Collected data
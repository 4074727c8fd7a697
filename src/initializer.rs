use sqlx::SqlitePool;

use crate::credentials::{self, PasswordCredentials};
use crate::errors::AccessResult;
use crate::models::permission::{DomainCreatePermission, DomainPermission, SystemPermission};
use crate::models::resource::{
    SYSTEM_DOMAIN, SYSTEM_DOMAIN_ID, SYSTEM_RESOURCE_CLASS, SYSTEM_RESOURCE_CLASS_ID, SYSTEM_RESOURCE_ID,
};
use crate::store::{domain_grants, identity};

/// Seed the system domain, the system resource class and the system resource
/// with `credentials` as its password.
///
/// The system resource becomes super-user of the system domain and may create
/// domains. Returns `false` without touching anything when the database was
/// already initialized.
pub async fn initialize(pool: &SqlitePool, credentials: &PasswordCredentials) -> AccessResult<bool> {
    credentials::validate_password(credentials, 1)?;

    let mut tx = pool.begin().await?;
    if identity::domain_exists(&mut tx, SYSTEM_DOMAIN_ID).await? {
        tracing::warn!("access control store already initialized; skipping bootstrap");
        return Ok(false);
    }

    identity::insert_domain(&mut tx, Some(SYSTEM_DOMAIN_ID), SYSTEM_DOMAIN, None).await?;
    identity::insert_resource_class(&mut tx, Some(SYSTEM_RESOURCE_CLASS_ID), SYSTEM_RESOURCE_CLASS, true, false)
        .await?;
    identity::insert_resource_with_id(&mut tx, SYSTEM_RESOURCE_ID, SYSTEM_RESOURCE_CLASS_ID, SYSTEM_DOMAIN_ID).await?;

    let hash = credentials::hash_password(SYSTEM_RESOURCE_ID, credentials)?;
    identity::set_password_hash(&mut tx, SYSTEM_RESOURCE_ID, &hash).await?;

    domain_grants::insert_domain_grant(
        &mut tx,
        SYSTEM_RESOURCE_ID,
        SYSTEM_RESOURCE_ID,
        SYSTEM_DOMAIN_ID,
        &DomainPermission::new_with_grant(SystemPermission::SuperUser),
    )
    .await?;

    let domain_create = [
        DomainCreatePermission::create_with_grant(),
        DomainCreatePermission::post_create_with_grant(DomainPermission::new_with_grant(SystemPermission::SuperUser)),
        DomainCreatePermission::post_create_with_grant(DomainPermission::new_with_grant(
            SystemPermission::CreateChildDomain,
        )),
    ];
    for permission in &domain_create {
        domain_grants::insert_domain_create_grant(&mut tx, SYSTEM_RESOURCE_ID, SYSTEM_RESOURCE_ID, permission).await?;
    }
    tx.commit().await?;

    tracing::info!(
        domain = SYSTEM_DOMAIN,
        resource_class = SYSTEM_RESOURCE_CLASS,
        "access control store initialized"
    );
    Ok(true)
}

EXERCISE: Collect each line of the entries that has the word "true", copying it in full.

SOLUTION FOR THIS TASK:
    identity::insert_resource_class(&mut tx, Some(SYSTEM_RESOURCE_CLASS_ID), SYSTEM_RESOURCE_CLASS, true, false)
    Ok(true)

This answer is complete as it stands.